Monday, March 23, 2009

on soundtracks

I often think about how much more I would appreciate certain events in my day-to-day life if they were soundtracked. How satisfying would it be if for every time I walked to my car in a contemplative mood or walked to the Lodge on 30 RR on a gloriously sunny day I could have the appropriate music playing on enormous, invisible loud speakers?

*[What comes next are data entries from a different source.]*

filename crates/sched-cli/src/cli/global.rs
use clap::ValueEnum;

/// Shared output mode across all commands.
#[derive(Clone, Copy, Debug, Eq, PartialEq, ValueEnum)]
pub enum OutputFormat {
    Json,
    Raw,
}

/// Global flags available before or after subcommands.
#[derive(Clone, Debug)]
pub struct GlobalFlags {
    pub format: OutputFormat,
    pub quiet: bool,
    pub verbose: bool,
}
use clap::Parser;

mod bootstrap;
mod cli;
mod commands;
mod output;

fn main() {
    if let Err(error) = run() {
        eprintln!("sched error: {error:#}");
        std::process::exit(1);
    }
}

fn run() -> anyhow::Result<()> {
    let cli = cli::Cli::parse();
    init_tracing(cli.quiet, cli.verbose)?;

    let flags = cli.global_flags();
    commands::dispatch::dispatch(cli.command, &flags)
}

fn init_tracing(quiet: bool, verbose: bool) -> anyhow::Result<()> {
    let level = if quiet {
        "error"
    } else if verbose {
        "debug"
    } else {
        "warn"
    };

    let filter = tracing_subscriber::EnvFilter::try_from_env("SCHED_LOG")
        .unwrap_or_else(|_| tracing_subscriber::EnvFilter::new(level));

    tracing_subscriber::fmt()
        .with_env_filter(filter)
        .with_writer(std::io::stderr)
        .try_init()
        .map_err(|error| anyhow::anyhow!("failed to initialize tracing subscriber: {error}"))?;

    Ok(())
}
use schemars::JsonSchema;
use serde::{Deserialize, Serialize};

/// A room and every course section assigned to it.
#[derive(Debug, Clone, Serialize, Deserialize, JsonSchema, PartialEq, Eq)]
pub struct Room {
    pub number: String,
    pub sections: Vec<AssignedSection>,
}

#[derive(Debug, Clone, Serialize, Deserialize, JsonSchema, PartialEq, Eq)]
pub struct AssignedSection {
    pub course_id: String,
    pub course_code: Option<String>,
    pub course_title: Option<String>,
    pub section: Option<i64>,
    pub term: Option<String>,
    pub professor: Option<i64>,
}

My film professor often refers to movies as creating meaning through the "sound-image."As part of the image, music (or sound to be more general) contributes meaning that cannot be appreciated through observation of the formal properties alone and should be considered an inseparable component of the shot...I re-watched There Will Be Blood recently and had forgotten how significant the music is in coming to an understanding of the film on a gut level...should probably distinguish between film scores and soundtracks, but you get the idea.

That said, check out the opening sequence of Dirty Harry and pay particular attention to Lalo Schifrin's soundtrack. What is he telling us with that cool fusion jazz? That Clint Eastwood is a bad ass?

And how about in this one from A Clockwork Orange? Are we in a freakishly distorted future-world? Who is this man?

Tarantino does interesting stuff with music...particularly pop music.


homer119 said...

May I suggest reading up on your Schobert? More specifically 'Art and the Cinema'.

For some film is clearly not film, if only for the reason that these movies were not “born of the possibilities and demands of its material” (6, Shobert).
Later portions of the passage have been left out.